Repeat every line of the material below exactly.

*** Opening Data ***

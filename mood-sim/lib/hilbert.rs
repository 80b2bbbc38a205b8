//! Definitions to describe states, bases, and the operators built from them.

use std::{ fmt, hash::Hash, ops::Deref };
use ndarray as nd;
use indexmap::IndexMap;
use itertools::Itertools;
use num_complex::Complex64 as C64;
use num_traits::{ Zero, One };

/* States *********************************************************************/

/// A single basis state.
pub trait BasisState: Clone + Eq + Hash + fmt::Debug {
    /// Return `true` if two states can be coupled by the drive.
    ///
    /// This method should be reflexive in its inputs.
    fn couples_to(&self, other: &Self) -> bool;
}

/// The three basis states of the mood model.
///
/// Index order in every array representation is (neutral, euphoric,
/// depressive).
#[derive(Copy, Clone, Debug, PartialEq, Eq, Hash)]
pub enum Mood {
    /// `|g>`
    Neutral,
    /// `|u>`
    Euphoric,
    /// `|d>`
    Depressive,
}

impl Mood {
    /// All states, in basis order.
    pub const ALL: [Mood; 3] = [Self::Neutral, Self::Euphoric, Self::Depressive];

    /// Return the appropriate `\Sigma_z` eigenvalue.
    pub fn sz(&self) -> f64 {
        match *self {
            Self::Neutral    =>  1.0,
            Self::Euphoric   => -1.0,
            Self::Depressive => -1.0,
        }
    }

    /// Position of the state in the standard basis ordering.
    pub fn index(&self) -> usize {
        match *self {
            Self::Neutral    => 0,
            Self::Euphoric   => 1,
            Self::Depressive => 2,
        }
    }

    /// Single-letter label used for channel names (`g`, `u`, `d`).
    pub fn letter(&self) -> char {
        match *self {
            Self::Neutral    => 'g',
            Self::Euphoric   => 'u',
            Self::Depressive => 'd',
        }
    }
}

impl fmt::Display for Mood {
    fn fmt(&self, f: &mut fmt::Formatter<'_>) -> fmt::Result {
        match *self {
            Self::Neutral    => write!(f, "neutral"),
            Self::Euphoric   => write!(f, "euphoric"),
            Self::Depressive => write!(f, "depressive"),
        }
    }
}

impl BasisState for Mood {
    fn couples_to(&self, other: &Self) -> bool { self != other }
}

/// Compute the outer product of two state vectors.
pub fn outer_prod(a: &nd::Array1<C64>, b: &nd::Array1<C64>)
    -> nd::Array2<C64>
{
    let na = a.len();
    let nb = b.len();
    nd::Array2::from_shape_fn((na, nb), |(i, j)| a[i] * b[j].conj())
}

/* Bases **********************************************************************/

#[derive(Clone)]
pub struct States<'a, S> {
    iter: indexmap::map::Keys<'a, S, f64>
}

impl<'a, S> Iterator for States<'a, S> {
    type Item = &'a S;

    fn next(&mut self) -> Option<Self::Item> { self.iter.next() }
}

pub trait StateIter<'a> {
    type State;

    fn num_states(&'a self) -> usize;

    fn state_iter(&'a self) -> States<'a, Self::State>;
}

/// A collection of unique [`BasisState`]s with associated level offsets, in
/// units of the base splitting `g0`.
///
/// This collection is backed by a single [`IndexMap`], which can be accessed
/// via [`AsRef`] and [`Deref`]. Its insertion order fixes the array index of
/// each state.
#[derive(Clone, Debug, PartialEq)]
pub struct Basis<S>
where S: Clone + Eq + Hash
{
    levels: IndexMap<S, f64>,
}

impl<S> AsRef<IndexMap<S, f64>> for Basis<S>
where S: Clone + Eq + Hash
{
    fn as_ref(&self) -> &IndexMap<S, f64> { &self.levels }
}

impl<S> Deref for Basis<S>
where S: Clone + Eq + Hash
{
    type Target = IndexMap<S, f64>;

    fn deref(&self) -> &Self::Target { &self.levels }
}

impl<S> Default for Basis<S>
where S: Clone + Eq + Hash
{
    fn default() -> Self { Self { levels: IndexMap::default() } }
}

impl<S> FromIterator<(S, f64)> for Basis<S>
where S: Clone + Eq + Hash
{
    fn from_iter<I>(iter: I) -> Self
    where I: IntoIterator<Item = (S, f64)>
    {
        Self { levels: iter.into_iter().collect() }
    }
}

impl<'a, S> StateIter<'a> for Basis<S>
where S: Clone + Eq + Hash
{
    type State = S;

    fn num_states(&'a self) -> usize { self.levels.len() }

    fn state_iter(&'a self) -> States<'a, Self::State> {
        States { iter: self.levels.keys() }
    }
}

impl Basis<Mood> {
    /// The standard mood basis, with each state's level given by its
    /// `\Sigma_z` eigenvalue.
    pub fn mood() -> Self {
        Mood::ALL.iter().map(|s| (*s, s.sz())).collect()
    }
}

impl<S> Basis<S>
where S: Clone + Eq + Hash
{
    /// Create a new, empty basis.
    pub fn new() -> Self { Self::default() }

    /// Get the level offset of a particular basis state.
    pub fn get_level(&self, state: &S) -> Option<f64> {
        self.levels.get(state).copied()
    }

    /// Get an array representation of a particular basis state.
    ///
    /// The array is sized to match the number of states currently in `self`.
    pub fn get_vector(&self, state: &S) -> Option<nd::Array1<C64>> {
        self.levels.get_index_of(state)
            .and_then(|k| self.get_vector_index(k))
    }

    /// Get an array representation of a particular basis state by index.
    ///
    /// The array is sized to match the number of states currently in `self`.
    pub fn get_vector_index(&self, index: usize) -> Option<nd::Array1<C64>> {
        let n = self.levels.len();
        (index < n).then(|| {
            (0..n).map(|j| if j == index { C64::one() } else { C64::zero() })
                .collect()
        })
    }

    /// Get an array representation of a linear combination of basis states,
    /// with weights determined by a weighting function.
    ///
    /// The weighting function will be passed a state, its index, and its
    /// level. The result is not normalized.
    pub fn get_vector_weighted<F>(&self, weights: F) -> nd::Array1<C64>
    where F: Fn(&S, usize, f64) -> C64
    {
        self.levels.iter().enumerate()
            .map(|(index, (state, level))| weights(state, index, *level))
            .collect()
    }

    /// Get the projector `|s><s|` onto a particular basis state, which is also
    /// its density matrix.
    pub fn get_projector(&self, state: &S) -> Option<nd::Array2<C64>> {
        self.get_vector(state)
            .map(|diag| nd::Array2::from_diag(&diag))
    }

    /// Get the transition operator `|to><from|` taking `from` to `to`.
    pub fn get_transition(&self, from: &S, to: &S) -> Option<nd::Array2<C64>> {
        let a = self.get_vector(to)?;
        let b = self.get_vector(from)?;
        Some(outer_prod(&a, &b))
    }

    /// Get the symmetric ladder operator `|a><b| + |b><a|` between two states.
    pub fn get_ladder(&self, a: &S, b: &S) -> Option<nd::Array2<C64>> {
        Some(self.get_transition(a, b)? + self.get_transition(b, a)?)
    }

    /// Get the diagonal operator whose entries are the level offsets.
    pub fn level_operator(&self) -> nd::Array2<C64> {
        let diag: nd::Array1<C64>
            = self.levels.values().map(|l| C64::from(*l)).collect();
        nd::Array2::from_diag(&diag)
    }

    /// Get all pairs of distinct states that couple, each pair once, in basis
    /// order.
    pub fn coupled_pairs(&self) -> Vec<(&S, &S)>
    where S: BasisState
    {
        self.levels.keys().enumerate()
            .cartesian_product(self.levels.keys().enumerate())
            .filter(|((i, s1), (j, s2))| i < j && s1.couples_to(s2))
            .map(|((_, s1), (_, s2))| (s1, s2))
            .collect()
    }
}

*** Closing Data ***

=== Exercise output ===
filename mood-sim/lib/hilbert.rs
repository 80b2bbbc38a205b8
//! Definitions to describe states, bases, and the operators built from them.

use std::{ fmt, hash::Hash, ops::Deref };
use ndarray as nd;
use indexmap::IndexMap;
use itertools::Itertools;
use num_complex::Complex64 as C64;
use num_traits::{ Zero, One };

/* States *********************************************************************/

/// A single basis state.
pub trait BasisState: Clone + Eq + Hash + fmt::Debug {
    /// Return `true` if two states can be coupled by the drive.
    ///
    /// This method should be reflexive in its inputs.
    fn couples_to(&self, other: &Self) -> bool;
}

/// The three basis states of the mood model.
///
/// Index order in every array representation is (neutral, euphoric,
/// depressive).
#[derive(Copy, Clone, Debug, PartialEq, Eq, Hash)]
pub enum Mood {
    /// `|g>`
    Neutral,
    /// `|u>`
    Euphoric,
    /// `|d>`
    Depressive,
}

impl Mood {
    /// All states, in basis order.
    pub const ALL: [Mood; 3] = [Self::Neutral, Self::Euphoric, Self::Depressive];

    /// Return the appropriate `\Sigma_z` eigenvalue.
    pub fn sz(&self) -> f64 {
        match *self {
            Self::Neutral    =>  1.0,
            Self::Euphoric   => -1.0,
            Self::Depressive => -1.0,
        }
    }

    /// Position of the state in the standard basis ordering.
    pub fn index(&self) -> usize {
        match *self {
            Self::Neutral    => 0,
            Self::Euphoric   => 1,
            Self::Depressive => 2,
        }
    }

    /// Single-letter label used for channel names (`g`, `u`, `d`).
    pub fn letter(&self) -> char {
        match *self {
            Self::Neutral    => 'g',
            Self::Euphoric   => 'u',
            Self::Depressive => 'd',
        }
    }
}

impl fmt::Display for Mood {
    fn fmt(&self, f: &mut fmt::Formatter<'_>) -> fmt::Result {
        match *self {
            Self::Neutral    => write!(f, "neutral"),
            Self::Euphoric   => write!(f, "euphoric"),
            Self::Depressive => write!(f, "depressive"),
        }
    }
}

impl BasisState for Mood {
    fn couples_to(&self, other: &Self) -> bool { self != other }
}

/// Compute the outer product of two state vectors.
pub fn outer_prod(a: &nd::Array1<C64>, b: &nd::Array1<C64>)
    -> nd::Array2<C64>
{
    let na = a.len();
    let nb = b.len();
    nd::Array2::from_shape_fn((na, nb), |(i, j)| a[i] * b[j].conj())
}

/* Bases **********************************************************************/

#[derive(Clone)]
pub struct States<'a, S> {
    iter: indexmap::map::Keys<'a, S, f64>
}

impl<'a, S> Iterator for States<'a, S> {
    type Item = &'a S;

    fn next(&mut self) -> Option<Self::Item> { self.iter.next() }
}

pub trait StateIter<'a> {
    type State;

    fn num_states(&'a self) -> usize;

    fn state_iter(&'a self) -> States<'a, Self::State>;
}

/// A collection of unique [`BasisState`]s with associated level offsets, in
/// units of the base splitting `g0`.
///
/// This collection is backed by a single [`IndexMap`], which can be accessed
/// via [`AsRef`] and [`Deref`]. Its insertion order fixes the array index of
/// each state.
#[derive(Clone, Debug, PartialEq)]
pub struct Basis<S>
where S: Clone + Eq + Hash
{
    levels: IndexMap<S, f64>,
}

impl<S> AsRef<IndexMap<S, f64>> for Basis<S>
where S: Clone + Eq + Hash
{
    fn as_ref(&self) -> &IndexMap<S, f64> { &self.levels }
}

impl<S> Deref for Basis<S>
where S: Clone + Eq + Hash
{
    type Target = IndexMap<S, f64>;

    fn deref(&self) -> &Self::Target { &self.levels }
}

impl<S> Default for Basis<S>
where S: Clone + Eq + Hash
{
    fn default() -> Self { Self { levels: IndexMap::default() } }
}

impl<S> FromIterator<(S, f64)> for Basis<S>
where S: Clone + Eq + Hash
{
    fn from_iter<I>(iter: I) -> Self
    where I: IntoIterator<Item = (S, f64)>
    {
        Self { levels: iter.into_iter().collect() }
    }
}

impl<'a, S> StateIter<'a> for Basis<S>
where S: Clone + Eq + Hash
{
    type State = S;

    fn num_states(&'a self) -> usize { self.levels.len() }

    fn state_iter(&'a self) -> States<'a, Self::State> {
        States { iter: self.levels.keys() }
    }
}

impl Basis<Mood> {
    /// The standard mood basis, with each state's level given by its
    /// `\Sigma_z` eigenvalue.
    pub fn mood() -> Self {
        Mood::ALL.iter().map(|s| (*s, s.sz())).collect()
    }
}

impl<S> Basis<S>
where S: Clone + Eq + Hash
{
    /// Create a new, empty basis.
    pub fn new() -> Self { Self::default() }

    /// Get the level offset of a particular basis state.
    pub fn get_level(&self, state: &S) -> Option<f64> {
        self.levels.get(state).copied()
    }

    /// Get an array representation of a particular basis state.
    ///
    /// The array is sized to match the number of states currently in `self`.
    pub fn get_vector(&self, state: &S) -> Option<nd::Array1<C64>> {
        self.levels.get_index_of(state)
            .and_then(|k| self.get_vector_index(k))
    }

    /// Get an array representation of a particular basis state by index.
    ///
    /// The array is sized to match the number of states currently in `self`.
    pub fn get_vector_index(&self, index: usize) -> Option<nd::Array1<C64>> {
        let n = self.levels.len();
        (index < n).then(|| {
            (0..n).map(|j| if j == index { C64::one() } else { C64::zero() })
                .collect()
        })
    }

    /// Get an array representation of a linear combination of basis states,
    /// with weights determined by a weighting function.
    ///
    /// The weighting function will be passed a state, its index, and its
    /// level. The result is not normalized.
    pub fn get_vector_weighted<F>(&self, weights: F) -> nd::Array1<C64>
    where F: Fn(&S, usize, f64) -> C64
    {
        self.levels.iter().enumerate()
            .map(|(index, (state, level))| weights(state, index, *level))
            .collect()
    }

    /// Get the projector `|s><s|` onto a particular basis state, which is also
    /// its density matrix.
    pub fn get_projector(&self, state: &S) -> Option<nd::Array2<C64>> {
        self.get_vector(state)
            .map(|diag| nd::Array2::from_diag(&diag))
    }

    /// Get the transition operator `|to><from|` taking `from` to `to`.
    pub fn get_transition(&self, from: &S, to: &S) -> Option<nd::Array2<C64>> {
        let a = self.get_vector(to)?;
        let b = self.get_vector(from)?;
        Some(outer_prod(&a, &b))
    }

    /// Get the symmetric ladder operator `|a><b| + |b><a|` between two states.
    pub fn get_ladder(&self, a: &S, b: &S) -> Option<nd::Array2<C64>> {
        Some(self.get_transition(a, b)? + self.get_transition(b, a)?)
    }

    /// Get the diagonal operator whose entries are the level offsets.
    pub fn level_operator(&self) -> nd::Array2<C64> {
        let diag: nd::Array1<C64>
            = self.levels.values().map(|l| C64::from(*l)).collect();
        nd::Array2::from_diag(&diag)
    }

    /// Get all pairs of distinct states that couple, each pair once, in basis
    /// order.
    pub fn coupled_pairs(&self) -> Vec<(&S, &S)>
    where S: BasisState
    {
        self.levels.keys().enumerate()
            .cartesian_product(self.levels.keys().enumerate())
            .filter(|((i, s1), (j, s2))| i < j && s1.couples_to(s2))
            .map(|((_, s1), (_, s2))| (s1, s2))
            .collect()
    }
}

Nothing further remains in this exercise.